Good catch West 81st. Dang, how those brokers lie! $1.6 for E. 83rd was a bubble price. I think it's worth $775K-$875K. It may be 2 bdrms, but it's 4 rooms.
For anyone interested in the Teplitzky price-chopper, it is actually owned my a middle-aged fashion exec. who has already found a new place. If you have a thing for 'vintage' bathrooms (i.e have barely been updated in 80 years) and a truly horrendous kitchen with some of the ugliest tile known to man, then you might have a lot of wiggle room when making an offer on the current $995,000 price.
For you bulls out there...it's a sign of the times..that middle aged fashion exec would've taken 1.5 if he/she could have. I think anyone who bids more than 30% below asking is crazy at this point. That's where the value will be in a few months anyway..the sellers who sit on their properties out of greed will wish they took 30% below asking the way things are headed!!!!
What would be a reasonable maintenance charge for this apt? I have no interest in this apt, but am curious.

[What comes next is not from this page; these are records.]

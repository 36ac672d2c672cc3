//! HTML utility functions for navigating html5ever DOM trees.

use html5ever::tendril::TendrilSink;
use html5ever::{parse_document, ParseOpts};
use markup5ever_rcdom::{Handle, NodeData, RcDom};

/// Parse an HTML document or fragment.
///
/// html5ever recovers from malformed markup the way browsers do, so parsing
/// never fails; fragments are wrapped in `html`/`body`.
pub fn parse_html(html: &str) -> RcDom {
    parse_document(RcDom::default(), ParseOpts::default()).one(html)
}

/// Local tag name of an element node, `None` for other nodes.
///
/// # Examples
/// ```
/// use zettel_harvester::html::{parse_html, tag_name};
///
/// let dom = parse_html("<p>x</p>");
/// let html = dom.document.children.borrow()[0].clone();
/// assert_eq!(tag_name(&html).as_deref(), Some("html"));
/// assert_eq!(tag_name(&dom.document), None);
/// ```
pub fn tag_name(node: &Handle) -> Option<String> {
    match &node.data {
        NodeData::Element { name, .. } => Some(name.local.to_string()),
        _ => None,
    }
}

/// Check whether a node is an element with the given tag.
pub fn is_tag(node: &Handle, tag: &str) -> bool {
    match &node.data {
        NodeData::Element { name, .. } => &*name.local == tag,
        _ => false,
    }
}

/// Value of an attribute on an element node.
pub fn attribute(node: &Handle, attr: &str) -> Option<String> {
    match &node.data {
        NodeData::Element { attrs, .. } => attrs
            .borrow()
            .iter()
            .find(|a| &*a.name.local == attr)
            .map(|a| a.value.to_string()),
        _ => None,
    }
}

/// Check whether the `class` attribute contains `needle`.
pub fn class_contains(node: &Handle, needle: &str) -> bool {
    attribute(node, "class").is_some_and(|class| class.contains(needle))
}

That $995k apartment has one bad kitchen. With the insane maintenance and the kitchen, the price will have to be cut by at least another $100,000. I can't believe they listed that dump for $1.6 million.
Sellers are drinking the cool aid served to them by the brokers, who are so desperate to make a sale that they won't give a potential client the bad news they don't want to hear. How many weeks of open houses will sellers' brokers tolerate with 5-6 people showing up when properties are WAY overpriced--at some point they are going to have to give the sellers a dose of reality--things are bad, and people may have to start taking losses on their properties. I am looking at one place that was purchased 2 years ago for 1.2, renovated, and is now on the market for 1.5. There is no way this was a 250k renovation..and how could the seller honestly think they will be able to flip a property now and make money? Any buyer should bid 30% below or more..because of the significant risk to the buyer at this point of a prolonged down market. Just like other investors, sometimes you have to take losses to get your capital out.
Thoughts?
Siggy,
Your thoughts are accurate. Be careful on that 30% number, you might own what you don't want. We go to a lot of open houses as we are serious buyers. The prices being offered are irrelevant. We simply are shopping for the apt we want, take notes, and move on. We never speak of price interest with the person representing the property. We just tell them it is beautiful (if it is). If conversation moves forward at all, we just tell them to please call us if the owner gets to the point where they are seriously considering selling the property. Sometimes the broker will say something like, "what do you mean? they are trying to sell it". Then you just kind of smile at them and say, ok, sure. This market is so dislocated, that it is rational for owners to not want to rush to offer their asset down. The way it will probably occur, is that there will be a handful of legitimate panicked transactions that will reprice the whole market. Unfortunately, this won't happen till March-April '09.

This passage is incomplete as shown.